Author: Sarah Vogel
Published:
‘China is on the rise’ is a statement that we hear all too often. However, China’s growth does not only appear to be benefiting China alone. Vietnam has been able to use this neighboring country’s growth to benefit its own economy. Vietnam has a lot of appeal for international business and has begun to make a name for itself through China's success.
Vietnam is appealing to global companies for several reasons. They have free trade agreements set in place that create an open environment for trade. However it is only in the last two decades that Vietnam has become more open to global trade. That being said, it has grown immensely since then. A trade agreement with the United States in the 90’s helped textile and clothing manufacturers in Vietnam export to the US to thrive as well.

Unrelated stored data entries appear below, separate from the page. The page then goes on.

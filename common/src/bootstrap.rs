// Bootstrap utilities for binary initialization
// Wires settings into the registry, pipeline and scheduler engine

use crate::config::Settings;
use crate::db::repositories::{TaskRegistry, TaskRepository};
use crate::db::DbPool;
use crate::git::{CommitIdentity, GitRepositoryOpener, RepositoryOpener};
use crate::llm::{MessageGenerator, OpenAiClient};
use crate::pipeline::{ExecutionPipeline, TaskExecutor};
use crate::scheduler::{EngineConfig, SchedulerEngine, SystemClock};
use anyhow::{Context, Result};
use std::path::Path;
use std::sync::Arc;
use tracing::info;

/// Open the task registry database
///
/// # Errors
/// Returns error if the database file cannot be opened or initialized
#[tracing::instrument(skip(settings))]
pub async fn init_registry(settings: &Settings, config_dir: &Path) -> Result<Arc<TaskRepository>> {
    let path = settings.database_path(config_dir);
    info!(path = %path.display(), "Opening task registry");

    let pool = DbPool::open(&path)
        .await
        .with_context(|| format!("Failed to open task database at {}", path.display()))?;

    Ok(Arc::new(TaskRepository::new(pool)))
}

/// Build the commit message generator from the LLM settings
///
/// # Errors
/// Returns error if the HTTP client cannot be created
pub fn init_generator(settings: &Settings) -> Result<Arc<dyn MessageGenerator>> {
    let client = OpenAiClient::new(&settings.llm).context("Failed to create LLM client")?;

    if client.has_credentials() {
        info!(model = %settings.llm.model, base_url = %settings.llm.base_url, "LLM message generation enabled");
    } else {
        info!("No LLM API key configured, static messages only");
    }

    Ok(Arc::new(client))
}

/// Build the execution pipeline over git and the configured generator
///
/// # Errors
/// Returns error if the generator cannot be created
pub fn init_pipeline(settings: &Settings) -> Result<Arc<dyn TaskExecutor>> {
    let identity = CommitIdentity {
        name: settings.git.author_name.clone(),
        email: settings.git.author_email.clone(),
    };
    let opener: Arc<dyn RepositoryOpener> =
        Arc::new(GitRepositoryOpener::new(identity, settings.git.remote.clone()));

    Ok(Arc::new(ExecutionPipeline::new(
        opener,
        init_generator(settings)?,
    )))
}

/// Assemble the scheduler engine on the wall clock
pub fn init_scheduler(
    settings: &Settings,
    registry: Arc<dyn TaskRegistry>,
    executor: Arc<dyn TaskExecutor>,
) -> SchedulerEngine {
    let config = EngineConfig::from(&settings.scheduler);
    info!(
        tick_interval_ms = settings.scheduler.tick_interval_ms,
        reconcile_interval_seconds = settings.scheduler.reconcile_interval_seconds,
        "Scheduler engine created"
    );
    SchedulerEngine::new(config, registry, executor, Arc::new(SystemClock))
}
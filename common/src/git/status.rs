// Parsing of `git status --porcelain -z` output

/// One entry of porcelain v1 status output
#[derive(Debug, Clone, PartialEq, Eq)]
pub struct StatusEntry {
    /// Index (staging area) status column
    pub index: char,
    /// Working tree status column
    pub worktree: char,
    pub path: String,
}

impl StatusEntry {
    /// Whether the entry has changes recorded in the index
    pub fn is_staged(&self) -> bool {
        !matches!(self.index, ' ' | '?' | '!')
    }
}

/// Parse NUL-separated porcelain v1 output
///
/// Renames and copies carry their source path in the following field,
/// which is skipped.
pub fn parse_porcelain(output: &str) -> Vec<StatusEntry> {
    let mut entries = Vec::new();
    let mut fields = output.split('\0').filter(|f| !f.is_empty());

    while let Some(field) = fields.next() {
        let mut chars = field.chars();
        let (Some(index), Some(worktree)) = (chars.next(), chars.next()) else {
            continue;
        };
        let path = field.get(3..).unwrap_or_default().to_string();

        if matches!(index, 'R' | 'C') {
            fields.next();
        }

        entries.push(StatusEntry {
            index,
            worktree,
            path,
        });
    }

    entries
}
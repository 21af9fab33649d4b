// SQLite connection pool for the task registry

use crate::errors::RegistryError;
use sqlx::sqlite::{SqliteConnectOptions, SqlitePool, SqlitePoolOptions};
use std::path::Path;
use std::time::Duration;
use tracing::{info, instrument};

const CREATE_TASKS_TABLE: &str = r#"
    CREATE TABLE IF NOT EXISTS tasks (
        id INTEGER PRIMARY KEY,
        path TEXT UNIQUE NOT NULL,
        every TEXT NOT NULL,
        auto_add BOOLEAN NOT NULL,
        auto_push BOOLEAN NOT NULL,
        static_msg TEXT,
        exclude_patterns TEXT
    )
"#;

/// Database connection pool wrapper
#[derive(Debug, Clone)]
pub struct DbPool {
    pool: SqlitePool,
}

impl DbPool {
    /// Open (creating if needed) the registry database at `path`
    ///
    /// # Errors
    /// Returns `RegistryError::Store` if the file cannot be opened or the
    /// schema cannot be created
    #[instrument(skip_all, fields(path = %path.display()))]
    pub async fn open(path: &Path) -> Result<Self, RegistryError> {
        if let Some(parent) = path.parent() {
            if !parent.as_os_str().is_empty() {
                tokio::fs::create_dir_all(parent).await.map_err(|e| {
                    RegistryError::Store(format!("Failed to create database directory: {}", e))
                })?;
            }
        }

        let options = SqliteConnectOptions::new()
            .filename(path)
            .create_if_missing(true)
            .busy_timeout(Duration::from_secs(5));

        let pool = SqlitePoolOptions::new()
            .max_connections(4)
            .connect_with(options)
            .await
            .map_err(|e| {
                tracing::error!(error = %e, "Failed to open task database");
                RegistryError::Store(e.to_string())
            })?;

        let db = Self { pool };
        db.initialize_schema().await?;

        info!("Task database opened");
        Ok(db)
    }

    /// In-memory database, used by tests
    pub async fn in_memory() -> Result<Self, RegistryError> {
        // A single connection keeps every query on the same in-memory database
        let pool = SqlitePoolOptions::new()
            .max_connections(1)
            .idle_timeout(None)
            .max_lifetime(None)
            .connect("sqlite::memory:")
            .await?;

        let db = Self { pool };
        db.initialize_schema().await?;
        Ok(db)
    }

    async fn initialize_schema(&self) -> Result<(), RegistryError> {
        sqlx::query(CREATE_TASKS_TABLE).execute(&self.pool).await?;
        Ok(())
    }

    /// Get a reference to the underlying pool
    pub fn pool(&self) -> &SqlitePool {
        &self.pool
    }

    /// Close the connection pool gracefully
    #[instrument(skip(self))]
    pub async fn close(&self) {
        self.pool.close().await;
        info!("Task database closed");
    }
}

#[cfg(test)]
mod tests {
    use super::*;
    use tempfile::TempDir;

    #[tokio::test]
    async fn test_open_creates_file_and_schema() {
        let dir = TempDir::new().unwrap();
        let path = dir.path().join("nested").join("tasks.db");

        let db = DbPool::open(&path).await.unwrap();
        assert!(path.exists());

        let count: (i64,) = sqlx::query_as("SELECT COUNT(*) FROM tasks")
            .fetch_one(db.pool())
            .await
            .unwrap();
        assert_eq!(count.0, 0);
        db.close().await;
    }

    #[tokio::test]
    async fn test_reopen_is_idempotent() {
        let dir = TempDir::new().unwrap();
        let path = dir.path().join("tasks.db");

        DbPool::open(&path).await.unwrap().close().await;
        assert!(DbPool::open(&path).await.is_ok());
    }
}
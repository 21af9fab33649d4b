// Scheduler engine: tick loop, rate-limited reconciliation and dispatch

use crate::config::SchedulerConfig;
use crate::db::repositories::TaskRegistry;
use crate::errors::SchedulerError;
use crate::models::ExecutionContext;
use crate::pipeline::TaskExecutor;
use crate::scheduler::clock::Clock;
use crate::scheduler::inflight::InFlightTracker;
use crate::scheduler::reconciler::{LiveSchedule, ReconcileReport};
use crate::telemetry;
use async_trait::async_trait;
use chrono::{DateTime, Utc};
use std::sync::atomic::{AtomicBool, Ordering};
use std::sync::Arc;
use std::time::Duration;
use tokio::sync::{broadcast, Mutex};
use tokio::time::{interval, MissedTickBehavior};
use tracing::{debug, error, info, instrument, warn};

/// Timing parameters for the engine
#[derive(Debug, Clone)]
pub struct EngineConfig {
    /// Period of the tick loop
    pub tick_interval: Duration,
    /// Minimum time between two reconciliations driven by the tick loop
    pub reconcile_interval: chrono::Duration,
}

impl Default for EngineConfig {
    fn default() -> Self {
        Self {
            tick_interval: Duration::from_secs(1),
            reconcile_interval: chrono::Duration::seconds(10),
        }
    }
}

impl From<&SchedulerConfig> for EngineConfig {
    fn from(config: &SchedulerConfig) -> Self {
        Self {
            tick_interval: Duration::from_millis(config.tick_interval_ms.max(1)),
            reconcile_interval: chrono::Duration::seconds(
                i64::try_from(config.reconcile_interval_seconds)
                    .unwrap_or(i64::MAX)
                    .min(i64::MAX / 1000),
            ),
        }
    }
}

/// Scheduler lifecycle
#[async_trait]
pub trait Scheduler: Send + Sync {
    /// Reconcile once, then run the tick loop until `stop` is called
    async fn start(&self) -> Result<(), SchedulerError>;

    /// Stop ticking and dispatching; in-flight runs are not awaited
    async fn stop(&self) -> Result<(), SchedulerError>;
}

struct EngineState {
    schedule: LiveSchedule,
    last_reconciled: Option<DateTime<Utc>>,
}

/// Single-process scheduler engine
pub struct SchedulerEngine {
    config: EngineConfig,
    registry: Arc<dyn TaskRegistry>,
    executor: Arc<dyn TaskExecutor>,
    clock: Arc<dyn Clock>,
    state: Mutex<EngineState>,
    in_flight: InFlightTracker,
    running: AtomicBool,
    stopped: AtomicBool,
    shutdown_tx: broadcast::Sender<()>,
}

impl SchedulerEngine {
    pub fn new(
        config: EngineConfig,
        registry: Arc<dyn TaskRegistry>,
        executor: Arc<dyn TaskExecutor>,
        clock: Arc<dyn Clock>,
    ) -> Self {
        let (shutdown_tx, _shutdown_rx) = broadcast::channel(1);

        Self {
            config,
            registry,
            executor,
            clock,
            state: Mutex::new(EngineState {
                schedule: LiveSchedule::new(),
                last_reconciled: None,
            }),
            in_flight: InFlightTracker::new(),
            running: AtomicBool::new(false),
            stopped: AtomicBool::new(false),
            shutdown_tx,
        }
    }

    pub fn is_stopped(&self) -> bool {
        self.stopped.load(Ordering::SeqCst)
    }

    /// Paths with a run currently in flight
    pub fn in_flight(&self) -> &InFlightTracker {
        &self.in_flight
    }

    /// Number of tasks in the live schedule
    pub async fn scheduled_count(&self) -> usize {
        self.state.lock().await.schedule.len()
    }

    /// Pending run time of a scheduled task
    pub async fn next_run_at(&self, task_id: i64) -> Option<DateTime<Utc>> {
        self.state
            .lock()
            .await
            .schedule
            .get(task_id)
            .map(|entry| entry.next_run_at)
    }

    /// Reconcile against the registry regardless of the rate limit
    ///
    /// On a registry error the live schedule is left unchanged.
    #[instrument(skip(self))]
    pub async fn reconcile_now(&self) -> Result<ReconcileReport, SchedulerError> {
        let mut state = self.state.lock().await;
        self.reconcile_locked(&mut state).await
    }

    /// Run one tick: reconcile if the window has elapsed, then dispatch due tasks
    ///
    /// Returns the number of runs dispatched.
    pub async fn tick(&self) -> usize {
        if self.is_stopped() {
            return 0;
        }

        let mut state = self.state.lock().await;
        let now = self.clock.now();

        let reconcile_due = state
            .last_reconciled
            .map_or(true, |last| now - last > self.config.reconcile_interval);
        if reconcile_due {
            debug!("Checking for task updates");
            if let Err(e) = self.reconcile_locked(&mut state).await {
                error!(error = %e, "Failed to reconcile tasks, retrying next tick");
            }
        }

        let now = self.clock.now();
        let due = state.schedule.take_due(now);

        for (task_id, e) in &due.dropped {
            warn!(task_id = task_id, error = %e, "Invalid interval, task removed from schedule");
        }
        telemetry::update_scheduled_tasks(state.schedule.len());
        drop(state);

        let mut dispatched = 0;
        for ctx in due.ready {
            if self.is_stopped() {
                break;
            }
            if self.dispatch(ctx) {
                dispatched += 1;
            }
        }

        if dispatched > 0 {
            debug!(dispatched = dispatched, "Dispatched due tasks");
        }
        dispatched
    }

    async fn reconcile_locked(
        &self,
        state: &mut EngineState,
    ) -> Result<ReconcileReport, SchedulerError> {
        let records = match self.registry.get_all().await {
            Ok(records) => records,
            Err(e) => {
                telemetry::record_reconciliation(false);
                return Err(e.into());
            }
        };

        let now = self.clock.now();
        let report = state.schedule.reconcile(&records, now);
        state.last_reconciled = Some(now);

        for id in &report.added {
            if let Some(entry) = state.schedule.get(*id) {
                info!(
                    task_id = id,
                    path = %entry.record.path,
                    every = %entry.record.every,
                    next_run_at = %entry.next_run_at,
                    "Scheduled task"
                );
            }
        }
        for id in &report.updated {
            debug!(task_id = id, "Updated task");
        }
        for id in &report.removed {
            info!(task_id = id, "Task no longer registered, removed from schedule");
        }
        for (id, e) in &report.invalid {
            warn!(task_id = id, error = %e, "Invalid interval, task not scheduled");
        }

        telemetry::record_reconciliation(true);
        telemetry::update_scheduled_tasks(state.schedule.len());
        Ok(report)
    }

    /// Spawn a run unless one is already in flight for the same path
    fn dispatch(&self, ctx: ExecutionContext) -> bool {
        let Some(guard) = self.in_flight.try_acquire(&ctx.path) else {
            info!(
                task_id = ctx.task_id,
                path = %ctx.path.display(),
                "Previous run still in flight, skipping"
            );
            telemetry::record_dispatch_skipped();
            return false;
        };

        debug!(task_id = ctx.task_id, path = %ctx.path.display(), "Dispatching task");
        let executor = Arc::clone(&self.executor);
        tokio::spawn(async move {
            let _guard = guard;
            executor.execute(ctx).await;
        });
        true
    }
}

#[async_trait]
impl Scheduler for SchedulerEngine {
    #[instrument(skip(self))]
    async fn start(&self) -> Result<(), SchedulerError> {
        if self.is_stopped() {
            return Err(SchedulerError::Stopped);
        }
        if self.running.swap(true, Ordering::SeqCst) {
            return Err(SchedulerError::AlreadyRunning);
        }

        // Subscribe before the initial reconcile so an early stop is not missed
        let mut shutdown_rx = self.shutdown_tx.subscribe();

        info!(
            tick_interval_ms = self.config.tick_interval.as_millis() as u64,
            reconcile_interval_seconds = self.config.reconcile_interval.num_seconds(),
            "Starting scheduler engine"
        );

        if let Err(e) = self.reconcile_now().await {
            self.running.store(false, Ordering::SeqCst);
            return Err(e);
        }

        let mut ticker = interval(self.config.tick_interval);
        ticker.set_missed_tick_behavior(MissedTickBehavior::Delay);

        while !self.is_stopped() {
            tokio::select! {
                _ = ticker.tick() => {
                    self.tick().await;
                }
                _ = shutdown_rx.recv() => {
                    info!("Shutdown signal received, stopping scheduler");
                    break;
                }
            }
        }

        self.running.store(false, Ordering::SeqCst);
        info!(in_flight = self.in_flight.len(), "Scheduler engine stopped");
        Ok(())
    }

    #[instrument(skip(self))]
    async fn stop(&self) -> Result<(), SchedulerError> {
        if self.stopped.swap(true, Ordering::SeqCst) {
            return Ok(());
        }

        info!("Stopping scheduler engine");
        let _ = self.shutdown_tx.send(());
        Ok(())
    }
}

#[cfg(test)]
mod tests {
    use super::*;

    #[test]
    fn test_engine_config_default() {
        let config = EngineConfig::default();
        assert_eq!(config.tick_interval, Duration::from_secs(1));
        assert_eq!(config.reconcile_interval, chrono::Duration::seconds(10));
    }

    #[test]
    fn test_engine_config_from_settings() {
        let config = EngineConfig::from(&SchedulerConfig {
            tick_interval_ms: 250,
            reconcile_interval_seconds: 30,
        });
        assert_eq!(config.tick_interval, Duration::from_millis(250));
        assert_eq!(config.reconcile_interval, chrono::Duration::seconds(30));
    }
}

Vietnam also has a large growing population and cheap labor making it appealing for business. This has helped Vietnam has become a part of China's manufacturing power. The ease of free trade makes manufacturing in this smaller country simpler. China is often known for cheap labor, but Vietnam’s minimum wage is about half of that in China. This opens up manufacturing opportunities for large global corporations that would otherwise look to China.
Intel and Canon have both opened factories in Vietnam in the last year. Because of the increase in the number of factories, Vietnam has become a large part of China’s supply chain. Vietnam is now ready for foreign investment and is ready to grow as a whole. Vietnam is certainly not on China’s level as far as the ease of doing business yet, but it is on its way.